Start of Listed records
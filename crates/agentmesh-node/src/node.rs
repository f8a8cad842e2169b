use std::collections::{BTreeMap, HashSet, VecDeque};
use std::sync::Arc;
use std::time::Duration;

use tokio::sync::{mpsc, oneshot};
use tokio_util::sync::CancellationToken;

use agentmesh_protocol::{
    constants::{MSG_TYPE_CAPABILITY_ADVERTISE, TOPIC_TRUST_FILTERS},
    AppMessage, HandshakeContext, TrustTier, WireMessage,
};
use agentmesh_resolver::{ChainFeedback, IdentityResolver, ResolvedIdentity};

use crate::{
    auth::{MessageAuth, DEFAULT_KEY_CACHE_SIZE},
    bridge::{BridgeAction, BridgeConfig, BridgeEvent, MessageBridge, PeerAdmission, SendOutcome},
    dial::{peer_id_from_addr, DialCandidate, DialConfig, DialScheduler},
    gossip::{TrustConfig, TrustFilterStore},
    identity::NodeIdentity,
    latency::{LatencyThresholds, LatencyTracker, LatencyZone, ZoneStats},
    ranking::{self, CapabilityRegistry, PeerMatch, RankedPeer, RankingSignals},
    reputation::{ReputationConfig, ReputationStore},
    transport::{Transport, TransportEvent},
};

/// Capacity of the node command channel.
const COMMAND_BUFFER: usize = 256;

pub fn now_ms() -> u64 {
    std::time::SystemTime::now()
        .duration_since(std::time::UNIX_EPOCH)
        .unwrap_or_default()
        .as_millis() as u64
}

fn new_message_id() -> String {
    hex::encode(rand::random::<[u8; 16]>())
}

// ============================================================================
// Configuration
// ============================================================================

/// Everything `MeshNode` consumes, already parsed.
#[derive(Debug, Clone)]
pub struct NodeConfig {
    pub handshake:      HandshakeContext,
    pub bridge:         BridgeConfig,
    pub dial:           DialConfig,
    pub trust:          TrustConfig,
    pub latency:        LatencyThresholds,
    pub reputation:     ReputationConfig,
    /// Sign outbound and verify inbound application messages.
    pub sign_messages:  bool,
    /// Bootstrap multiaddrs; their peers are never auto-dialed.
    pub bootstrap:      Vec<String>,
    /// Capabilities this node advertises to admitted peers.
    pub capabilities:   Vec<String>,
    pub sweep_interval: Duration,
}

// ============================================================================
// Commands
// ============================================================================

pub enum NodeCommand {
    Send {
        to:       String,
        msg_type: String,
        payload:  Vec<u8>,
        reply:    oneshot::Sender<SendOutcome>,
    },
    RecordJob { peer: String, success: bool },
    Peers(oneshot::Sender<Vec<PeerAdmission>>),
    Zones(oneshot::Sender<BTreeMap<LatencyZone, ZoneStats>>),
    Rank { capability: String, reply: oneshot::Sender<Vec<RankedPeer>> },
    SubscribeTopic { topic: String, reply: oneshot::Sender<mpsc::Receiver<AppMessage>> },
    SubscribeDirect(oneshot::Sender<mpsc::Receiver<AppMessage>>),

    // Results of background work, applied by peer id.
    Disconnect(String),
    Resolved { peer: String, identity: ResolvedIdentity },
    ChainSynced { peer: String, feedback: Option<ChainFeedback> },
}

/// Cheaply cloneable handle to a running node.
#[derive(Clone)]
pub struct NodeHandle {
    tx:         mpsc::Sender<NodeCommand>,
    local_peer: String,
}

impl NodeHandle {
    pub fn local_peer(&self) -> &str {
        &self.local_peer
    }

    async fn request<R>(&self, make: impl FnOnce(oneshot::Sender<R>) -> NodeCommand) -> anyhow::Result<R> {
        let (reply, rx) = oneshot::channel();
        self.tx
            .send(make(reply))
            .await
            .map_err(|_| anyhow::anyhow!("node loop unavailable"))?;
        rx.await.map_err(|_| anyhow::anyhow!("node loop dropped the request"))
    }

    pub async fn send(
        &self,
        to:       impl Into<String>,
        msg_type: impl Into<String>,
        payload:  Vec<u8>,
    ) -> anyhow::Result<SendOutcome> {
        let (to, msg_type) = (to.into(), msg_type.into());
        self.request(|reply| NodeCommand::Send { to, msg_type, payload, reply }).await
    }

    pub async fn record_job(&self, peer: impl Into<String>, success: bool) -> anyhow::Result<()> {
        self.tx
            .send(NodeCommand::RecordJob { peer: peer.into(), success })
            .await
            .map_err(|_| anyhow::anyhow!("node loop unavailable"))
    }

    pub async fn peers(&self) -> anyhow::Result<Vec<PeerAdmission>> {
        self.request(NodeCommand::Peers).await
    }

    pub async fn zones(&self) -> anyhow::Result<BTreeMap<LatencyZone, ZoneStats>> {
        self.request(NodeCommand::Zones).await
    }

    pub async fn rank(&self, capability: impl Into<String>) -> anyhow::Result<Vec<RankedPeer>> {
        let capability = capability.into();
        self.request(|reply| NodeCommand::Rank { capability, reply }).await
    }

    pub async fn subscribe_topic(
        &self,
        topic: impl Into<String>,
    ) -> anyhow::Result<mpsc::Receiver<AppMessage>> {
        let topic = topic.into();
        self.request(|reply| NodeCommand::SubscribeTopic { topic, reply }).await
    }

    pub async fn subscribe_direct(&self) -> anyhow::Result<mpsc::Receiver<AppMessage>> {
        self.request(NodeCommand::SubscribeDirect).await
    }
}
//! Pure handshake logic.
//!
//! Nothing in this module touches node state: every function maps its
//! inputs to a wire message or a verdict, so the whole negotiation can be
//! tested without a network.

use std::fmt;
use std::str::FromStr;

use serde::{Deserialize, Serialize};

use crate::{
    error::ProtocolError,
    policy::PolicyHash,
    version::ProtocolVersion,
};

// ============================================================================
// Enforcement
// ============================================================================

/// How strictly handshake failures are enforced.
#[derive(Debug, Clone, Copy, PartialEq, Eq, Hash, Serialize, Deserialize)]
#[serde(rename_all = "lowercase")]
pub enum EnforcementLevel {
    /// Reject and disconnect on any incompatibility or timeout.
    Strict,
    /// Accept incompatible peers but surface a warning.
    Warn,
    /// Skip the handshake entirely; every peer is admitted.
    None,
}

impl EnforcementLevel {
    pub fn requires_handshake(self) -> bool {
        !matches!(self, Self::None)
    }
}

impl fmt::Display for EnforcementLevel {
    fn fmt(&self, f: &mut fmt::Formatter<'_>) -> fmt::Result {
        let s = match self {
            Self::Strict => "strict",
            Self::Warn   => "warn",
            Self::None   => "none",
        };
        f.write_str(s)
    }
}

impl FromStr for EnforcementLevel {
    type Err = ProtocolError;

    fn from_str(s: &str) -> Result<Self, Self::Err> {
        match s.trim().to_ascii_lowercase().as_str() {
            "strict" => Ok(Self::Strict),
            "warn"   => Ok(Self::Warn),
            "none"   => Ok(Self::None),
            other    => Err(ProtocolError::UnknownEnforcement(other.to_owned())),
        }
    }
}

// ============================================================================
// Local context
// ============================================================================

/// Everything the local node contributes to a handshake.
#[derive(Debug, Clone)]
pub struct HandshakeContext {
    pub version:     ProtocolVersion,
    pub min_version: ProtocolVersion,
    pub network_id:  String,
    pub policy_hash: PolicyHash,
    pub upgrade_url: Option<String>,
}

// ============================================================================
// Wire messages
// ============================================================================

#[derive(Debug, Clone, PartialEq, Eq, Serialize, Deserialize)]
pub struct HandshakeRequest {
    pub protocol_version: ProtocolVersion,
    pub network_id:       String,
    /// Unix milliseconds at the sender.
    pub timestamp:        u64,
    pub policy_hash:      String,
}

#[derive(Debug, Clone, PartialEq, Eq, Serialize, Deserialize)]
pub struct HandshakeResponse {
    pub accepted:             bool,
    pub protocol_version:     ProtocolVersion,
    pub min_protocol_version: ProtocolVersion,
    pub reason:               Option<String>,
    pub upgrade_url:          Option<String>,
    pub policy_mismatch:      Option<bool>,
}

#[derive(Debug, Clone, PartialEq, Eq, Serialize, Deserialize)]
pub struct VersionIncompatibleNotice {
    pub required_min_version: ProtocolVersion,
    pub your_version:         ProtocolVersion,
    pub upgrade_url:          Option<String>,
    pub message:              String,
}

#[derive(Debug, Clone, PartialEq, Eq, Serialize, Deserialize)]
pub struct PolicyMismatchNotice {
    pub expected_hash: String,
    pub received_hash: String,
    pub message:       String,
}

// ============================================================================
// Verdicts
// ============================================================================

/// Why a handshake did not succeed.
#[derive(Debug, Clone, PartialEq, Eq)]
pub enum Rejection {
    PolicyMismatch {
        expected: String,
        received: String,
    },
    VersionIncompatible {
        peer_version: ProtocolVersion,
        required:     ProtocolVersion,
        upgrade_url:  Option<String>,
    },
    NetworkMismatch {
        expected: String,
        received: String,
    },
    Timeout,
}

impl Rejection {
    pub fn is_policy_mismatch(&self) -> bool {
        matches!(self, Self::PolicyMismatch { .. })
    }
}

impl fmt::Display for Rejection {
    fn fmt(&self, f: &mut fmt::Formatter<'_>) -> fmt::Result {
        match self {
            Self::PolicyMismatch { expected, received } => write!(
                f,
                "policy mismatch: expected {}, received {}",
                short(expected),
                short(received),
            ),
            Self::VersionIncompatible { peer_version, required, .. } => write!(
                f,
                "protocol version {peer_version} is below required minimum {required}",
            ),
            Self::NetworkMismatch { expected, received } => {
                write!(f, "network mismatch: expected {expected}, received {received}")
            }
            Self::Timeout => f.write_str("handshake timed out"),
        }
    }
}

fn short(hash: &str) -> &str {
    hash.get(..12).unwrap_or(hash)
}

/// Result of comparing two policy hashes.
#[derive(Debug, Clone, PartialEq, Eq)]
pub struct PolicyValidation {
    pub valid:  bool,
    pub reason: Option<Rejection>,
}

/// Compare the local policy hash against one received from a peer.
pub fn validate_policy(local: &PolicyHash, remote: &str) -> PolicyValidation {
    if local.matches(remote) {
        PolicyValidation { valid: true, reason: None }
    } else {
        PolicyValidation {
            valid:  false,
            reason: Some(Rejection::PolicyMismatch {
                expected: local.as_str().to_owned(),
                received: remote.to_owned(),
            }),
        }
    }
}

/// Evaluate a peer's request against the local context.
///
/// All three checks always run. When several fail, the policy mismatch is
/// reported first, then the version, then the network id.
pub fn evaluate_request(ctx: &HandshakeContext, req: &HandshakeRequest) -> Option<Rejection> {
    let version_ok = req.protocol_version.satisfies(&ctx.min_version);
    let policy     = validate_policy(&ctx.policy_hash, &req.policy_hash);
    let network_ok = ctx.network_id == req.network_id;

    if let Some(reason) = policy.reason {
        return Some(reason);
    }
    if !version_ok {
        return Some(Rejection::VersionIncompatible {
            peer_version: req.protocol_version,
            required:     ctx.min_version,
            upgrade_url:  ctx.upgrade_url.clone(),
        });
    }
    if !network_ok {
        return Some(Rejection::NetworkMismatch {
            expected: ctx.network_id.clone(),
            received: req.network_id.clone(),
        });
    }
    None
}

// ============================================================================
// Builders
// ============================================================================

pub fn build_request(ctx: &HandshakeContext, now_ms: u64) -> HandshakeRequest {
    HandshakeRequest {
        protocol_version: ctx.version,
        network_id:       ctx.network_id.clone(),
        timestamp:        now_ms,
        policy_hash:      ctx.policy_hash.as_str().to_owned(),
    }
}

pub fn build_response(ctx: &HandshakeContext, req: &HandshakeRequest) -> HandshakeResponse {
    let rejection = evaluate_request(ctx, req);
    let accepted  = rejection.is_none();
    let (upgrade_url, policy_mismatch) = match &rejection {
        None => (None, None),
        Some(Rejection::PolicyMismatch { .. }) => (None, Some(true)),
        Some(Rejection::VersionIncompatible { upgrade_url, .. }) => {
            (upgrade_url.clone(), Some(false))
        }
        Some(_) => (None, Some(false)),
    };
    HandshakeResponse {
        accepted,
        protocol_version:     ctx.version,
        min_protocol_version: ctx.min_version,
        reason:               rejection.as_ref().map(ToString::to_string),
        upgrade_url,
        policy_mismatch,
    }
}

pub fn build_incompatible_notice(
    ctx:          &HandshakeContext,
    peer_version: ProtocolVersion,
) -> VersionIncompatibleNotice {
    VersionIncompatibleNotice {
        required_min_version: ctx.min_version,
        your_version:         peer_version,
        upgrade_url:          ctx.upgrade_url.clone(),
        message: format!(
            "protocol version {peer_version} is not supported on {}; minimum is {}",
            ctx.network_id, ctx.min_version,
        ),
    }
}

pub fn build_policy_mismatch_notice(
    ctx:           &HandshakeContext,
    received_hash: &str,
) -> PolicyMismatchNotice {
    PolicyMismatchNotice {
        expected_hash: ctx.policy_hash.as_str().to_owned(),
        received_hash: received_hash.to_owned(),
        message: format!(
            "policy hash does not match the {} network policy",
            ctx.network_id,
        ),
    }
}

/// Interpret a response from the peer we sent a request to.
pub fn interpret_response(
    ctx:  &HandshakeContext,
    resp: &HandshakeResponse,
) -> Result<(), Rejection> {
    if resp.accepted {
        return Ok(());
    }
    if resp.policy_mismatch == Some(true) {
        return Err(Rejection::PolicyMismatch {
            expected: String::new(),
            received: ctx.policy_hash.as_str().to_owned(),
        });
    }
    if !ctx.version.satisfies(&resp.min_protocol_version) {
        return Err(Rejection::VersionIncompatible {
            peer_version: ctx.version,
            required:     resp.min_protocol_version,
            upgrade_url:  resp.upgrade_url.clone(),
        });
    }
    Err(Rejection::NetworkMismatch {
        expected: resp.reason.clone().unwrap_or_default(),
        received: ctx.network_id.clone(),
    })
}

#[cfg(test)]
mod tests {
    use super::*;
    use crate::policy::PolicyDocument;
    use proptest::prelude::*;

    fn ctx(version: ProtocolVersion, policy: &[&str]) -> HandshakeContext {
        HandshakeContext {
            version,
            min_version: ProtocolVersion::new(1, 0, 0),
            network_id:  "testnet".into(),
            policy_hash: PolicyDocument::new(policy.iter().copied()).hash(),
            upgrade_url: Some("https://example.org/upgrade".into()),
        }
    }

    #[test]
    fn equal_versions_and_policies_accept() {
        let a = ctx(ProtocolVersion::new(1, 0, 0), &["rule"]);
        let b = ctx(ProtocolVersion::new(1, 0, 0), &["rule"]);
        let resp = build_response(&b, &build_request(&a, 1));
        assert!(resp.accepted);
        assert_eq!(resp.reason, None);
        assert_eq!(resp.policy_mismatch, None);
        assert!(interpret_response(&a, &resp).is_ok());
    }

    #[test]
    fn policy_mismatch_is_flagged() {
        let a = ctx(ProtocolVersion::new(1, 0, 0), &["rule one"]);
        let b = ctx(ProtocolVersion::new(1, 0, 0), &["rule two"]);
        let resp = build_response(&b, &build_request(&a, 1));
        assert!(!resp.accepted);
        assert_eq!(resp.policy_mismatch, Some(true));
        assert!(matches!(
            interpret_response(&a, &resp),
            Err(Rejection::PolicyMismatch { .. })
        ));
    }

    #[test]
    fn old_version_is_rejected_with_upgrade_url() {
        let mut old = ctx(ProtocolVersion::new(0, 9, 0), &["rule"]);
        old.min_version = ProtocolVersion::new(0, 9, 0);
        let new = ctx(ProtocolVersion::new(1, 0, 0), &["rule"]);
        let resp = build_response(&new, &build_request(&old, 1));
        assert!(!resp.accepted);
        assert_eq!(resp.policy_mismatch, Some(false));
        assert_eq!(resp.upgrade_url.as_deref(), Some("https://example.org/upgrade"));
        match interpret_response(&old, &resp) {
            Err(Rejection::VersionIncompatible { required, upgrade_url, .. }) => {
                assert_eq!(required, ProtocolVersion::new(1, 0, 0));
                assert!(upgrade_url.is_some());
            }
            other => panic!("unexpected: {other:?}"),
        }
    }

    #[test]
    fn policy_takes_precedence_over_version() {
        let mut old = ctx(ProtocolVersion::new(0, 1, 0), &["other"]);
        old.min_version = ProtocolVersion::new(0, 1, 0);
        let new = ctx(ProtocolVersion::new(1, 0, 0), &["rule"]);
        let reason = evaluate_request(&new, &build_request(&old, 1));
        assert!(matches!(reason, Some(Rejection::PolicyMismatch { .. })));
    }

    #[test]
    fn network_mismatch_rejects() {
        let a = ctx(ProtocolVersion::new(1, 0, 0), &["rule"]);
        let mut b = ctx(ProtocolVersion::new(1, 0, 0), &["rule"]);
        b.network_id = "mainnet".into();
        let resp = build_response(&b, &build_request(&a, 1));
        assert!(!resp.accepted);
        assert_eq!(resp.policy_mismatch, Some(false));
        assert!(matches!(
            interpret_response(&a, &resp),
            Err(Rejection::NetworkMismatch { .. })
        ));
    }

    #[test]
    fn notices_carry_both_sides() {
        let c = ctx(ProtocolVersion::new(1, 0, 0), &["rule"]);
        let n = build_policy_mismatch_notice(&c, "abc");
        assert_eq!(n.expected_hash, c.policy_hash.as_str());
        assert_eq!(n.received_hash, "abc");

        let v = build_incompatible_notice(&c, ProtocolVersion::new(0, 5, 0));
        assert_eq!(v.required_min_version, c.min_version);
        assert_eq!(v.your_version, ProtocolVersion::new(0, 5, 0));
    }

    #[test]
    fn enforcement_parses() {
        assert_eq!("STRICT".parse::<EnforcementLevel>().unwrap(), EnforcementLevel::Strict);
        assert_eq!("warn".parse::<EnforcementLevel>().unwrap(), EnforcementLevel::Warn);
        assert!(!"none".parse::<EnforcementLevel>().unwrap().requires_handshake());
        assert!("lenient".parse::<EnforcementLevel>().is_err());
    }

    proptest! {
        #[test]
        fn matching_inputs_always_accept(
            major in 1u16..5, minor in 0u16..20, patch in 0u16..20,
            rules in proptest::collection::vec("[a-z ]{1,16}", 0..6),
        ) {
            let v = ProtocolVersion::new(major, minor, patch);
            let rules: Vec<&str> = rules.iter().map(String::as_str).collect();
            let a = ctx(v, &rules);
            let b = ctx(v, &rules);
            prop_assert!(build_response(&b, &build_request(&a, 0)).accepted);
        }

        #[test]
        fn single_char_difference_is_policy_mismatch(
            hash in "[0-9a-f]{64}",
            idx in 0usize..64,
        ) {
            let local = PolicyHash(hash.clone());
            let mut bytes = hash.into_bytes();
            bytes[idx] = if bytes[idx] == b'0' { b'1' } else { b'0' };
            let remote = String::from_utf8(bytes).unwrap();
            let v = validate_policy(&local, &remote);
            prop_assert!(!v.valid);
            prop_assert!(v.reason.as_ref().is_some_and(Rejection::is_policy_mismatch));
        }
    }
}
End of Listed records
Return all lines in the entries above that carry the word "HandshakeContext".

    AppMessage, HandshakeContext, TrustTier, WireMessage,
    pub handshake:      HandshakeContext,
pub struct HandshakeContext {
pub fn evaluate_request(ctx: &HandshakeContext, req: &HandshakeRequest) -> Option<Rejection> {
pub fn build_request(ctx: &HandshakeContext, now_ms: u64) -> HandshakeRequest {
pub fn build_response(ctx: &HandshakeContext, req: &HandshakeRequest) -> HandshakeResponse {
    ctx:          &HandshakeContext,
    ctx:           &HandshakeContext,
    ctx:  &HandshakeContext,
    fn ctx(version: ProtocolVersion, policy: &[&str]) -> HandshakeContext {
        HandshakeContext {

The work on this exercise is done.